Centre for Individualized Medicine in Arterial Diseases, Odense University Hospital, Odense, Denmark.
Department of Cardiothoracic and Vascular Surgery, Odense University Hospital, Odense, Denmark.
PLoS One. 2020 Aug 28;15(8):e0234409. doi: 10.1371/journal.pone.0234409. eCollection 2020.
An abdominal aortic aneurysm (AAA) is a progressive chronic dilatation of the abdominal aorta with terminally rupture when the aortic wall is so weakened that aortic wall stress exceeds wall strength. No effective medical treatment exists so far. We aimed to test whether intraluminal admission of Penta-Galloyl Glucose (PGG) treatment in a rodent AAA model could hold the potential to inhibit aneurysmal progression.
Male Sprague Dawley rats had either intraluminal elastase infused for AAA induction or saline to serve as controls. In two independent experimental series, elastase was used to induce AAA followed by an intraluminal PGG (directly or by a drug eluting balloon) treatment. All rats were followed for 28 days and euthanized. In both series, maximal infrarenal aortic diameter was measured at baseline and at termination as a measure of AAA size. In series 2, maximal internally AAA diameter was followed by ultrasound weekly. AAA tissues were analyzed for elastin integrity by millers stain, collagen deposition by masson trichrome staining. In other AAA tissue samples the mRNA level of CD45, lysyloxidase (LOX), lysyloxidase like protein 1 (LOXL1) were determined by qPCR.

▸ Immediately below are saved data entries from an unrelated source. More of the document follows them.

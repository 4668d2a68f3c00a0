use kmer_trie::compact_kmer::{KmerKey, PackedSequence, QueryPattern, Sequence};
use kmer_trie::{KmerRadixOps, RadixTree, ScanKey, TreeOptions};
use proptest::prelude::*;
use simplelog::{Config, LevelFilter, TestLogger};

fn init_logging() {
    // Fails if another test initialised the logger already.
    TestLogger::init(LevelFilter::Trace, Config::default()).ok();
}

fn build_tree(keys: &[KmerKey], ops: KmerRadixOps, leaf_capacity: usize) -> RadixTree<KmerRadixOps, usize> {
    let mut tree = RadixTree::with_options(ops, TreeOptions { leaf_capacity });
    for (index, key) in keys.iter().enumerate() {
        tree.insert(*key, index);
    }
    tree
}

fn search(tree: &RadixTree<KmerRadixOps, usize>, scan_keys: &[ScanKey]) -> Vec<(KmerKey, usize)> {
    let mut result: Vec<_> = tree
        .search(scan_keys)
        .into_iter()
        .map(|(key, &item)| (key, item))
        .collect();
    result.sort();
    result
}

fn brute_force(keys: &[KmerKey], predicate: impl Fn(&KmerKey) -> bool) -> Vec<(KmerKey, usize)> {
    let mut result: Vec<_> = keys
        .iter()
        .enumerate()
        .filter(|(_, key)| predicate(key))
        .map(|(index, key)| (*key, index))
        .collect();
    result.sort();
    result
}

fn keys_strategy() -> impl Strategy<Value = Vec<KmerKey>> {
    prop::collection::vec("[ACGT]{1,12}", 0..80).prop_map(|texts| {
        texts
            .iter()
            .map(|text| text.parse().unwrap())
            .collect()
    })
}

proptest! {
    #![proptest_config(ProptestConfig::with_cases(64))]

    #[test]
    fn prop_search_equals_brute_force(
        keys in keys_strategy(),
        query in "[ACGT]{1,6}",
        pattern in "[ACGTWSMKRYBDHVN]{1,8}",
        leaf_capacity in 1usize..6,
        max_prefix_length in 1usize..40,
    ) {
        let tree = build_tree(&keys, KmerRadixOps::new(max_prefix_length), leaf_capacity);
        prop_assert_eq!(tree.len(), keys.len());
        let query: KmerKey = query.parse().unwrap();
        let pattern: QueryPattern = pattern.parse().unwrap();

        prop_assert_eq!(
            search(&tree, &[ScanKey::Equal(query)]),
            brute_force(&keys, |key| key == &query)
        );
        prop_assert_eq!(
            search(&tree, &[ScanKey::StartsWith(query)]),
            brute_force(&keys, |key| key.has_prefix(&query))
        );
        prop_assert_eq!(
            search(&tree, &[ScanKey::Matches(pattern)]),
            brute_force(&keys, |key| matches!(pattern.matches(key), Ok(true)))
        );
        prop_assert_eq!(
            search(&tree, &[ScanKey::StartsWith(query), ScanKey::Matches(pattern)]),
            brute_force(&keys, |key| key.has_prefix(&query) && matches!(pattern.matches(key), Ok(true)))
        );
        prop_assert_eq!(search(&tree, &[]).len(), keys.len());
    }

    #[test]
    fn prop_every_key_is_found(keys in keys_strategy(), leaf_capacity in 1usize..4) {
        let tree = build_tree(&keys, KmerRadixOps::default(), leaf_capacity);
        for (index, key) in keys.iter().enumerate() {
            let found = search(&tree, &[ScanKey::Equal(*key)]);
            prop_assert!(found.contains(&(*key, index)));
        }
    }
}

#[test]
fn test_index_kmers_of_sequence() {
    init_logging();
    let sequence: Sequence = "GATTACAGATTACACATTAG".parse().unwrap();
    let keys: Vec<KmerKey> = sequence.kmers(5).unwrap().collect();
    let tree = build_tree(&keys, KmerRadixOps::default(), 2);

    let found: Vec<(String, usize)> = search(&tree, &[ScanKey::from_text(3, "GATTA").unwrap()])
        .into_iter()
        .map(|(key, position)| (key.as_string(), position))
        .collect();
    assert_eq!(found, vec![("GATTA".to_string(), 0), ("GATTA".to_string(), 7)]);

    let mut positions: Vec<usize> = search(&tree, &[ScanKey::from_text(7, "NATTA").unwrap()])
        .into_iter()
        .map(|(_, position)| position)
        .collect();
    positions.sort_unstable();
    assert_eq!(positions, vec![0, 7, 14]);
    assert_eq!(
        positions.len(),
        sequence.count_matches(&"NATTA".parse().unwrap())
    );

    assert!(search(&tree, &[ScanKey::from_text(28, "CC").unwrap()]).is_empty());
}

#[test]
fn test_full_length_keys() {
    init_logging();
    let keys: Vec<KmerKey> = ["A", "C", "G", "T"]
        .iter()
        .flat_map(|first| {
            ["AC", "GT"]
                .iter()
                .map(move |second| format!("{}{}", first, second.repeat(16)))
        })
        .map(|text| text[..32].parse().unwrap())
        .collect();
    let tree = build_tree(&keys, KmerRadixOps::default(), 1);

    for (index, key) in keys.iter().enumerate() {
        assert_eq!(search(&tree, &[ScanKey::Equal(*key)]), vec![(*key, index)]);
    }
    assert_eq!(
        search(&tree, &[ScanKey::StartsWith(keys[0])]),
        vec![(keys[0], 0)]
    );
}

Direct administration of PGG significantly reduced AAA expansion when compared to controls. PGG treatment resulted in a higher number and more preserved elastic fibers in the aneurysmal wall, while no significant difference was seen in the levels of CD45 and LOX mRNA levels. The drug eluting balloon (DEB) experiment showed no significant difference in AAA size observed neither macroscopically nor ultrasonically. Also the aneurysmal mRNA levels of CD45, LOX and LOXL1 were unchanged between groups.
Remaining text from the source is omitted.